Is the lyric music video the new face of entertainment?
We’ve already watched the music video evolve. Modern music videos now tend to focus on the celebrity performer rather than the content of the song, and plot-driven videos like Michael Jackson’s “Thriller” seemed extinct until Lady GaGa introduced the controversial “Telephone” in 2010.
Now it seems that another type of video is entering the music scene —the lyric video.
Instead of featuring intimate shots of the performer or choreography good enough to borrow for day-to-day life, the lyric video primarily focuses on the lyrics of a particular song, playing them on-screen in time with the music. Though colorful graphics temporarily hold attention, lyric videos tend to give off a somewhat lazy vibe —it often feels that a company was too preoccupied to invest time and money in an actual video shoot.

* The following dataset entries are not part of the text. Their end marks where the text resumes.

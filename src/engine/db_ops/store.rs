//! SQLite-backed [`DocumentStore`].

use log::debug;
use rusqlite::types::Value;
use rusqlite::{Connection, OptionalExtension, Transaction, params_from_iter};
use std::path::Path;
use std::sync::Mutex;

use super::connection::{open_connection, open_connection_in_memory};
use super::{BulkWriteResult, DocumentStore, UpsertOp, WriteError};
use crate::error::{StoreError, StoreResult};
use crate::utils::config::FILE_INDEX_COLLECTION;

/// Collection and field names are spliced into SQL, so only plain identifiers pass.
fn check_identifier(name: &str) -> StoreResult<()> {
    let mut chars = name.chars();
    let ok = chars
        .next()
        .is_some_and(|c| c.is_ascii_alphabetic() || c == '_')
        && chars.all(|c| c.is_ascii_alphanumeric() || c == '_');
    if ok {
        Ok(())
    } else {
        Err(StoreError::InvalidIdentifier(name.to_string()))
    }
}

fn check_op(op: &UpsertOp) -> StoreResult<()> {
    check_identifier(op.key_field)?;
    for (field, _) in op.set.iter().chain(op.set_on_insert.iter()) {
        check_identifier(field)?;
    }
    Ok(())
}

/// Insert if absent; otherwise update the `set` fields. Returns true when inserted.
fn upsert_one(tx: &Transaction<'_>, collection: &str, op: &UpsertOp) -> StoreResult<bool> {
    check_op(op)?;

    let exists = tx
        .query_row(
            &format!("SELECT 1 FROM {collection} WHERE {} = ?1", op.key_field),
            [op.key.as_str()],
            |_| Ok(()),
        )
        .optional()?
        .is_some();

    if !exists {
        let mut columns = vec![op.key_field];
        let mut values = vec![Value::Text(op.key.clone())];
        for (field, value) in op.set.iter().chain(op.set_on_insert.iter()) {
            columns.push(*field);
            values.push(value.clone());
        }
        let placeholders: Vec<String> = (1..=columns.len()).map(|i| format!("?{i}")).collect();
        let insert = format!(
            "INSERT INTO {collection} ({}) VALUES ({})",
            columns.join(", "),
            placeholders.join(", ")
        );
        tx.execute(&insert, params_from_iter(values.iter()))?;
        return Ok(true);
    }

    if op.set.is_empty() {
        return Ok(false);
    }
    let assignments: Vec<String> = op
        .set
        .iter()
        .enumerate()
        .map(|(i, (field, _))| format!("{field} = ?{}", i + 1))
        .collect();
    let update = format!(
        "UPDATE {collection} SET {} WHERE {} = ?{}",
        assignments.join(", "),
        op.key_field,
        op.set.len() + 1
    );
    let mut update_values: Vec<Value> = op.set.iter().map(|(_, v)| v.clone()).collect();
    update_values.push(Value::Text(op.key.clone()));
    tx.execute(&update, params_from_iter(update_values.iter()))?;
    Ok(false)
}

/// One row of the file index, as stored.
#[derive(Clone, Debug, PartialEq, Eq)]
pub struct StoredFileRow {
    pub unique_id: String,
    pub source_path: String,
    pub file_name: String,
    pub extension: String,
    pub file_size: i64,
    pub last_modified_ms: i64,
    pub indexing_status: String,
    pub indexed_at_ms: i64,
    pub indexing_error: Option<String>,
    pub reorg_status: String,
    pub reorg_attempts: i64,
}

/// Single-connection SQLite store. Writes are serialised through the connection mutex.
pub struct SqliteStore {
    conn: Mutex<Connection>,
}

impl SqliteStore {
    pub fn open(path: &Path) -> StoreResult<Self> {
        Ok(Self {
            conn: Mutex::new(open_connection(path)?),
        })
    }

    pub fn open_in_memory() -> StoreResult<Self> {
        Ok(Self {
            conn: Mutex::new(open_connection_in_memory()?),
        })
    }

    fn with_conn<R>(&self, f: impl FnOnce(&mut Connection) -> StoreResult<R>) -> StoreResult<R> {
        let mut conn = self.conn.lock().map_err(|_| StoreError::Poisoned)?;
        f(&mut conn)
    }

    /// Look up one file index row by identifier.
    pub fn file_row(&self, unique_id: &str) -> StoreResult<Option<StoredFileRow>> {
        self.with_conn(|conn| {
            let row = conn
                .query_row(
                    &format!(
                        "SELECT unique_id, source_path, file_name, extension, file_size, \
                         last_modified_ms, indexing_status, indexed_at_ms, indexing_error, \
                         reorg_status, reorg_attempts FROM {FILE_INDEX_COLLECTION} WHERE unique_id = ?1"
                    ),
                    [unique_id],
                    |r| {
                        Ok(StoredFileRow {
                            unique_id: r.get(0)?,
                            source_path: r.get(1)?,
                            file_name: r.get(2)?,
                            extension: r.get(3)?,
                            file_size: r.get(4)?,
                            last_modified_ms: r.get(5)?,
                            indexing_status: r.get(6)?,
                            indexed_at_ms: r.get(7)?,
                            indexing_error: r.get(8)?,
                            reorg_status: r.get(9)?,
                            reorg_attempts: r.get(10)?,
                        })
                    },
                )
                .optional()?;
            Ok(row)
        })
    }

    /// Count file index rows with the given indexing status.
    pub fn count_with_status(&self, status: &str) -> StoreResult<u64> {
        self.with_conn(|conn| {
            let n: i64 = conn.query_row(
                &format!(
                    "SELECT COUNT(*) FROM {FILE_INDEX_COLLECTION} WHERE indexing_status = ?1"
                ),
                [status],
                |r| r.get(0),
            )?;
            Ok(n.max(0) as u64)
        })
    }
}

impl DocumentStore for SqliteStore {
    fn bulk_upsert(&self, collection: &str, ops: &[UpsertOp]) -> StoreResult<BulkWriteResult> {
        check_identifier(collection)?;
        self.with_conn(|conn| {
            let tx = conn.transaction()?;
            let mut result = BulkWriteResult::default();
            for (index, op) in ops.iter().enumerate() {
                match upsert_one(&tx, collection, op) {
                    Ok(true) => result.inserted += 1,
                    Ok(false) => result.updated += 1,
                    Err(e) => result.write_errors.push(WriteError {
                        index,
                        key: op.key.clone(),
                        message: e.to_string(),
                    }),
                }
            }
            tx.commit()?;
            debug!(
                "bulk_upsert into {}: {} inserted, {} updated, {} rejected",
                collection,
                result.inserted,
                result.updated,
                result.write_errors.len()
            );
            Ok(result)
        })
    }

    fn next_sequence(&self, name: &str) -> StoreResult<i64> {
        self.with_conn(|conn| {
            let value = conn.query_row(
                "INSERT INTO sequences (name, value) VALUES (?1, 1) \
                 ON CONFLICT(name) DO UPDATE SET value = value + 1 RETURNING value",
                [name],
                |r| r.get(0),
            )?;
            Ok(value)
        })
    }

    fn count(&self, collection: &str) -> StoreResult<u64> {
        check_identifier(collection)?;
        self.with_conn(|conn| {
            let n: i64 =
                conn.query_row(&format!("SELECT COUNT(*) FROM {collection}"), [], |r| {
                    r.get(0)
                })?;
            Ok(n.max(0) as u64)
        })
    }
}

Certainly it’s helpful to have the lyrics of a song flashing on the screen, but these lyric videos seem to lack a certain amount of artistry. In some cases, such as in David Guetta and Usher’s “Without You,” the artists never appears in the video, forcing the viewer to watch a series of interesting but tiresome graphics that get old well before the three-minute video is over. (Thankfully, Guetta and Usher released a second version of “Without You” that is more traditional and entertaining.)
To be fair, lyric videos do have their place. Reminiscent of the “sing-along videos” of our elementary days, lyric videos can be helpful when we just want to turn up the television set and shout lyrics that we haven’t quite learned yet. But these videos do seem to cater to a younger audience. Disney Channel stars like Selena Gomez and the cast of Lemonade Mouth for “Love You Like A Love Song” and “Somebody,” respectively, tend to be more likely to make use of the lyric video; the fun but effortless form of entertainment often makes good commercial time.
But then more mature artists like The Wanted and Maroon 5 trade successful videos for a simpler, lyrical format. The Wanted’s “Glad You Came” demonstrated that the boy band knew how to combine a great song with an equally great music video, but then their recent release, “Chasing the Sun” features a dull lyric video that, even with flashing lights, remains low-energy. Maroon 5’s “Payphone” follows this same ideology. Though “Payphone” makes good use of the detailed drawings and thought bubbles of a comic book, the video’s repetitive shots makes the viewer long for a more thought-provoking video like “Never Gonna Leave This Bed.”
This is not to say that lyrics don’t have a place in music cinema, but artists should have a balance between the spoken and the visual. For example, Rihanna’s single “You Da One” makes sure that fans see her latest provocative performance even as she flashes a few phrases on screen. The same holds true for 2010’s “Rude Boy.” Most of the video features a dancing Rihanna with colorful and non sequitur backgrounds, but a couple of key words flash on the screen for emphasis. The lyrics don’t make up the content of the video.
Hopefully, the lyric video will just remain a placeholder for an artist who hasn’t had time to work on a traditional music video. Sometimes, it’s a stellar film that makes an average song successful.